We have uncovered the dynamical mechanism behind the memory-nonlinearity trade-off, using the variational equation from the viewpoint of information theory. The mechanism describes how the nonlinear dynamics degrades memory and the linear dynamics preserves it. In terms of information theory, storing memory with the nonlinear (resp. linear) dynamics corresponds to transferring message in a noisy (resp. noiseless) communication channel. The above theoretical interpretation assumes neither the function form of nonlinearity in the reservoir dynamics nor the linear readout. Hence, we conclude that, as a property of general signal-driven dynamical systems, introducing nonlinearity in the dynamics always degrades memory (Jaeger conjecture20).

On the basis of the memory-nonlinearity trade-off, we proposed the mixture reservoir, which is endowed with both linear and nonlinear dynamics. We numerically showed that it reduces function approximation errors effectively. Moreover, the observation shows that adding ‘a pinch of linearity’ considerably improves the performance of the nonlinear reservoir. This conclusion may be valuable for physical implementation of RC, since nonlinear dynamical systems are often used for the reservoir. While the both effects of adding ‘a pinch of linearity’ and ‘a pinch of nonlinearity’ to the RC performance are numerically observed for some tasks, the magnitudes of the effects may depend on how much nonlinearity or memory the task requires. For instance, in Fig. 3(a), adding ‘a pinch of linearity’ is not effective for τ = 5. It can be interpreted as the task τ = 5 requires ‘deep’ memory, and thus, adding a large amount of linearity is needed.

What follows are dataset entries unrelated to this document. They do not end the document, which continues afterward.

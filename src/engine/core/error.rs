// ABOUTME: Error taxonomy for the hydrothermal engine - fatal config/RNG errors plus per-site flags
// ABOUTME: Numerical and boundary-clamp issues are never raised as errors, only recorded (see SiteStatus)

use thiserror::Error;

/// Fatal, init-time configuration problems. Surfaced to the caller as `Result::Err`;
/// a site whose config fails validation is never constructed.
#[derive(Debug, Error, PartialEq)]
pub enum ConfigError {
    #[error("temperature grid max depth {max_depth} cm is shallower than profile depth {profile_depth} cm")]
    GridShallowerThanProfile { max_depth: f64, profile_depth: f64 },

    #[error("layer {layer}: {field} = {value} is outside [0, 1]")]
    ProbabilityOutOfRange {
        layer: usize,
        field: &'static str,
        value: f64,
    },

    #[error("week {week}: degenerate covariance, sigma_max_min^2 ({cov_sq}) exceeds sigma_max^2 * sigma_min^2 ({bound})")]
    DegenerateCovariance { week: usize, cov_sq: f64, bound: f64 },

    #[error("no soil layers configured (need 1..={max})", max = crate::engine::core::site::MAX_LAYERS)]
    EmptyProfile,

    #[error("too many soil layers: {count} exceeds MAX_LAYERS ({max})", max = crate::engine::core::site::MAX_LAYERS)]
    TooManyLayers { count: usize },

    #[error("layer {layer}: swc_min ({swc_min}) > swc_sat ({swc_sat})")]
    InvertedWaterBounds {
        layer: usize,
        swc_min: f64,
        swc_sat: f64,
    },
}

/// Fatal runtime failures in the Markov generator. Aborts the site's run.
#[derive(Debug, Error, PartialEq)]
pub enum MarkovError {
    #[error("week {week}: bivariate normal covariance term vc10^2 ({vc10_sq}) exceeds sigma_min^2 ({sigma_min_sq})")]
    DegenerateCovariance { week: usize, vc10_sq: f64, sigma_min_sq: f64 },
}

/// Per-site, non-fatal flags and counters. Never a process-wide/global; owned by
/// the `SiteState` it describes so concurrent sites never interfere.
#[derive(Debug, Default, Clone, PartialEq)]
pub struct SiteStatus {
    /// Set when any finite-difference band's `alpha > 1.0` on the most recent day.
    pub temperature_alpha_exceeded: bool,
    /// Number of days for which `temperature_alpha_exceeded` was set, lifetime.
    pub temperature_alpha_exceeded_days: u32,
}

impl SiteStatus {
    pub fn record_alpha_exceeded(&mut self) {
        self.temperature_alpha_exceeded = true;
        self.temperature_alpha_exceeded_days += 1;
    }

    pub fn reset_daily_flags(&mut self) {
        self.temperature_alpha_exceeded = false;
    }
}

Finally, we verified the effect of the mixture reservoir in more practical and complex tasks, time series forecasting of the Santa Fe Laser data set32 and the NARMA task. It is interesting to note that the optimal mixture rate p changes depending on the tasks: in the Santa Fe time series forecasting task \({p}_{{\rm{opt}}.}\simeq 0.9\); on the other hand, in the NARMA task \({p}_{{\rm{opt}}.}\simeq 0.5\). It may be interesting to compare the performance improvement by introducing the mixture reservoir with that by simply increasing the number of nodes which were reported by Rodan & Tino36. For the 1-step ahead prediction of the SantaFe data set, the comparison suggests a conjecture; replacing a small number of nonlinear nodes with linear nodes improves RC performance as effective as doubling the number of nonlinear nodes. See the Supplementary Information for a detailed comparative argument.

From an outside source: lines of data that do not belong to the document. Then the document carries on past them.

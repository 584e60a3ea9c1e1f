// ABOUTME: SoilWaterEngine - infiltration, Es/T withdrawal, unsaturated percolation, hydraulic redistribution
// ABOUTME: Grounded on SW_Flow_lib.c infiltrate_water_high/low and hydraulic_redistribution, strict step order

use crate::engine::core::{Pft, SoilProfile};

/// Frozen-layer reduction factor for saturated/unsaturated hydraulic conductivity.
/// "Roughly estimated from Parton et al. 1998 GCB" in the original; kept configurable.
pub const K_FROZEN_REL: f64 = 0.01;

/// Fluxes produced by one day's SoilWaterEngine run, for mass-balance bookkeeping.
#[derive(Debug, Default, Clone, PartialEq)]
pub struct WaterFluxes {
    pub deep_drainage_cm: f64,
    pub standing_water_added_cm: f64,
    pub aet_cm: f64,
}

/// Step 1: high-flow infiltration of today's throughfall into layer 0, followed by
/// saturated percolation down the profile and an upward push of any over-saturation.
/// Mirrors `infiltrate_water_high`.
pub fn infiltrate_water_high(
    swc: &mut [f64],
    profile: &SoilProfile,
    frozen: &[bool],
    pptleft_cm: f64,
    standing_water_cm: &mut f64,
) -> f64 {
    let n = profile.n_layers();
    let mut drain = vec![0.0; n];
    let mut deep_drainage = 0.0;

    swc[0] += pptleft_cm;
    *standing_water_cm = 0.0;

    for i in 0..n {
        let ksat_rel = if frozen[i] { K_FROZEN_REL } else { 1.0 };
        let d = (ksat_rel * (1.0 - profile.layers[i].impermeability) * (swc[i] - profile.layers[i].swc_fc)).max(0.0);
        drain[i] = d;
        if i < n - 1 {
            swc[i + 1] += d;
            swc[i] -= d;
        } else {
            deep_drainage = d;
            swc[i] -= d;
        }
    }

    push_saturation_excess(swc, profile, &mut drain, standing_water_cm);
    deep_drainage
}

/// Push water upward out of any layer now above saturation, either into the layer
/// above's drain bookkeeping or, from layer 0, into `standing_water_cm`. Shared by the
/// saturated and unsaturated percolation steps.
fn push_saturation_excess(
    swc: &mut [f64],
    profile: &SoilProfile,
    drain: &mut [f64],
    standing_water_cm: &mut f64,
) {
    let n = profile.n_layers();
    for j in (0..n).rev() {
        if swc[j] > profile.layers[j].swc_sat {
            let push = swc[j] - profile.layers[j].swc_sat;
            swc[j] -= push;
            if j > 0 {
                drain[j - 1] -= push;
                swc[j - 1] += push;
            } else {
                *standing_water_cm += push;
            }
        }
    }
}

/// Step 2: withdraw bare-soil evaporation and per-PFT transpiration from active layers,
/// proportional to `coeff[i] / SWP(swc[i])`, skipping frozen layers. Each layer's
/// withdrawal is capped at its available water above `swc_min`.
pub fn withdraw_est(
    swc: &mut [f64],
    profile: &SoilProfile,
    frozen: &[bool],
    coeff: &[f64],
    total_rate_cm: f64,
) -> f64 {
    let n = profile.n_layers();
    debug_assert_eq!(coeff.len(), n);

    let mut weight = vec![0.0; n];
    let mut sum_weight = 0.0;
    for i in 0..n {
        if frozen[i] || coeff[i] <= 0.0 {
            continue;
        }
        let swp = profile.layers[i].swp_bar(swc[i]).abs().max(1e-9);
        weight[i] = coeff[i] / swp;
        sum_weight += weight[i];
    }

    if sum_weight <= 0.0 {
        return 0.0;
    }

    let mut actual = 0.0;
    for i in 0..n {
        if weight[i] <= 0.0 {
            continue;
        }
        let demand = total_rate_cm * weight[i] / sum_weight;
        let available = (swc[i] - profile.layers[i].swc_min).max(0.0);
        let withdrawn = demand.min(available);
        swc[i] -= withdrawn;
        actual += withdrawn;
    }
    actual
}

/// Step 3: unsaturated percolation (`sdrainpar`/`sdraindpth` exponential form) with the
/// same upward over-saturation push as step 1. Mirrors `infiltrate_water_low`.
pub fn infiltrate_water_low(
    swc: &mut [f64],
    profile: &SoilProfile,
    frozen: &[bool],
    sdrainpar: f64,
    sdraindpth: f64,
    standing_water_cm: &mut f64,
) -> f64 {
    let n = profile.n_layers();
    let mut drain = vec![0.0; n];
    let mut deep_drainage = 0.0;

    for i in 0..n {
        let layer = &profile.layers[i];
        let d = if swc[i] <= layer.swc_min {
            0.0
        } else {
            let kunsat_rel = if frozen[i] { K_FROZEN_REL } else { 1.0 };
            let swc_avail = (swc[i] - layer.swc_min).max(0.0);
            let drainpot = if swc[i] > layer.swc_fc {
                sdrainpar
            } else {
                sdrainpar * ((swc[i] - layer.swc_fc) * sdraindpth / layer.width_cm).exp()
            };
            kunsat_rel * (1.0 - layer.impermeability) * swc_avail.min(drainpot)
        };
        drain[i] += d;

        if i < n - 1 {
            swc[i + 1] += d;
            swc[i] -= d;
        } else {
            let drainlw = d.max(0.0);
            deep_drainage += drainlw;
            swc[i] -= drainlw;
        }
    }

    push_saturation_excess(swc, profile, &mut drain, standing_water_cm);
    deep_drainage
}

/// Step 4: hydraulic redistribution (Ryel et al. 2002) for a single PFT's root
/// distribution, scaled by that PFT's fractional cover and added into `swc`. Layer 0 is
/// exempt (no row/column entries). Returns the per-layer hydred flux actually applied
/// (cm/day), for diagnostics/mass-balance.
pub fn hydraulic_redistribution(
    swc: &mut [f64],
    profile: &SoilProfile,
    frozen: &[bool],
    pft: Pft,
    max_cond_root: f64,
    swp50: f64,
    shape_cond: f64,
    pft_cover_scale: f64,
) -> Vec<f64> {
    let n = profile.n_layers();
    let mut swp = vec![0.0; n];
    let mut swp_wp = vec![0.0; n];
    let mut rel_cond = vec![0.0; n];
    let mut root = vec![0.0; n];

    for i in 0..n {
        swp[i] = profile.layers[i].swp_bar(swc[i]);
        swp_wp[i] = profile.layers[i].swp_bar(profile.layers[i].swc_wp);
        rel_cond[i] = (1.0 / (1.0 + (swp[i] / swp50).powf(shape_cond))).clamp(0.0, 1.0);
        root[i] = profile.layers[i].pft_params(pft).root_fraction;
    }

    let mut mat = vec![vec![0.0; n]; n];
    for i in 1..n {
        for j in (i + 1)..n {
            // SWP is negative bars (spec glossary convention): wetter than wilting point
            // means numerically greater (less negative), the condition under which the
            // original ("at least one soil layer's swp is above wilting point") triggers.
            let eligible = (swp[i] > swp_wp[i] || swp[j] > swp_wp[j]) && !frozen[i] && !frozen[j];
            if !eligible {
                continue;
            }
            let rx = if swc[i] > swc[j] { root[i] } else { root[j] };
            if rx >= 1.0 {
                continue;
            }
            let h = max_cond_root * 10.0 / 24.0 * (swp[j] - swp[i]) * rel_cond[i].max(rel_cond[j])
                * (root[i] * root[j] / (1.0 - rx));
            mat[i][j] = h;
            mat[j][i] = -h;
        }
    }

    // cap each row so a layer never loses more than its available water above wilting point
    for i in 0..n {
        let row_sum: f64 = mat[i].iter().sum();
        let swa = (swc[i] - profile.layers[i].swc_wp).max(0.0);
        if row_sum < 0.0 && -row_sum > swa && row_sum.abs() > 1e-12 {
            let scale = swa / -row_sum;
            for j in 0..n {
                mat[i][j] *= scale;
                mat[j][i] *= scale;
            }
        }
    }

    let mut hydred = vec![0.0; n];
    for i in 0..n {
        let row_sum: f64 = mat[i].iter().sum::<f64>() * pft_cover_scale;
        hydred[i] = row_sum;
        swc[i] += row_sum;
    }
    hydred[0] = 0.0;
    hydred
}

#[cfg(test)]
mod tests {
    use super::*;
    use crate::engine::core::{Layer, PftLayerParams};

    fn test_layer(width: f64, fc: f64, wp: f64, min: f64, sat: f64) -> Layer {
        Layer {
            width_cm: width,
            bulk_density_g_cm3: 1.4,
            gravel_fraction: 0.0,
            swc_fc: fc,
            swc_wp: wp,
            swc_min: min,
            swc_sat: sat,
            swp_fc_bar: -0.33,
            swp_wp_bar: -15.0,
            impermeability: 0.0,
            evap_coeff: 1.0,
            transp_region: 0,
            pft: std::array::from_fn(|_| PftLayerParams {
                transp_coeff: 0.25,
                root_fraction: 0.25,
                swp_crit_bar: -30.0,
            }),
        }
    }

    fn profile(n: usize) -> SoilProfile {
        SoilProfile {
            layers: (0..n).map(|_| test_layer(10.0, 2.5, 1.2, 1.0, 4.0)).collect(),
            n_transp_regions: 1,
        }
    }

    #[test]
    fn dry_still_day_has_no_drainage() {
        let p = profile(3);
        let mut swc = vec![2.5, 2.5, 2.5];
        let frozen = vec![false; 3];
        let mut standing = 0.0;
        let drain = infiltrate_water_high(&mut swc, &p, &frozen, 0.0, &mut standing);
        assert!(drain.abs() < 1e-9);
        assert!(standing.abs() < 1e-9);
        for s in &swc {
            assert!((s - 2.5).abs() < 1e-9);
        }
    }

    #[test]
    fn saturating_storm_conserves_mass() {
        let mut p = profile(5);
        p.layers[3].impermeability = 0.8;
        let mut swc = vec![1.0; 5];
        let frozen = vec![false; 5];
        let mut standing = 0.0;
        let before: f64 = swc.iter().sum();
        let drain = infiltrate_water_high(&mut swc, &p, &frozen, 20.0, &mut standing);
        let after: f64 = swc.iter().sum();
        let balance = 20.0 - (after - before) - drain - standing;
        assert!(balance.abs() < 1e-6, "balance = {balance}");
    }

    #[test]
    fn frozen_layer_restricts_saturated_percolation() {
        let p = profile(2);
        let mut swc = vec![4.0, 1.2];
        let frozen = vec![true, false];
        let mut standing = 0.0;
        infiltrate_water_high(&mut swc, &p, &frozen, 1.0, &mut standing);
        // with layer 0 frozen (ksat_rel = 0.01) most of the pulse should stay put or
        // push back to standing water rather than drain freely downward
        assert!(swc[0] > 4.0 - 0.5);
    }

    #[test]
    fn withdrawal_never_exceeds_available_water() {
        let p = profile(2);
        let mut swc = vec![1.05, 1.05];
        let frozen = vec![false, false];
        let coeff = vec![0.5, 0.5];
        let actual = withdraw_est(&mut swc, &p, &frozen, &coeff, 10.0);
        assert!(actual <= 0.1 + 1e-9);
        for (i, s) in swc.iter().enumerate() {
            assert!(*s >= p.layers[i].swc_min - 1e-9);
        }
    }

    #[test]
    fn frozen_layers_are_skipped_for_withdrawal() {
        let p = profile(2);
        let mut swc = vec![2.5, 2.5];
        let frozen = vec![true, false];
        let coeff = vec![0.5, 0.5];
        withdraw_est(&mut swc, &p, &frozen, &coeff, 0.1);
        assert_eq!(swc[0], 2.5);
    }

    #[test]
    fn hydraulic_redistribution_moves_water_toward_shallower_dry_layer() {
        let p = profile(3);
        let mut swc = vec![1.3, 1.3, 3.9];
        let frozen = vec![false; 3];
        let before: f64 = swc.iter().sum();
        hydraulic_redistribution(&mut swc, &p, &frozen, Pft::Grass, 0.05, -5.0, 4.0, 1.0);
        let after: f64 = swc.iter().sum();
        assert!((before - after).abs() < 1e-9, "hydred must conserve mass");
        assert!(swc[1] > 1.3, "wetter deep layer should redistribute into layer 1");
    }

    #[test]
    fn hydraulic_redistribution_exempts_layer_zero() {
        let p = profile(3);
        let mut swc = vec![1.0, 1.2, 3.9];
        let frozen = vec![false; 3];
        let before0 = swc[0];
        hydraulic_redistribution(&mut swc, &p, &frozen, Pft::Grass, 0.05, -5.0, 4.0, 1.0);
        assert_eq!(swc[0], before0);
    }
}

As future work, it is important to study the universality of the memory-nonlinearity trade-off and the effect of the mixture reservoir, i.e., to see if the results presented in this paper hold in other reservoirs, e.g. with different network topology, and for other tasks. Theoretically, it would be interesting to clarify the relationships between the quantities relating to the memory, i.e. the (maximal) conditional Lyapunov exponent, the linear memory capacity20 MC, and the mutual information I(δ 0; δ n ). These relationships could provide a strategy for determining the optimal reservoir parameters for its performance. To quantify the memory capacity of the mixture reservoir, it may be interesting to study the mutual information in the case of the mixture reservoir and how the mutual information changes with the mixture rate p. Moreover, it is an important future work to compare the mixture reservoir with other methods such as RC with random static projection (R2SP)29,30,31. One of applications of the idea of the mixture reservoir is to add an auxiliary linear feedback to the implementation of RC with delay feedback (i.e., adding linear virtual nodes), which could improve its performance remarkably.

In this work, we found that one of the characteristics of dynamical systems suitable for RC is the coexistence of both linear and nonlinear dynamics. This is a step toward uncovering a guiding principle of reservoir design for high-performance information processing, which is expected to provide an answer to the question stated in the introduction: for a given task, what characteristics of a dynamical system are crucial for information processing? Once revealed, such a guiding principle will enrich our knowledge of computer science, deepen our understanding of brain functions, and contribute to extending dynamical system theory.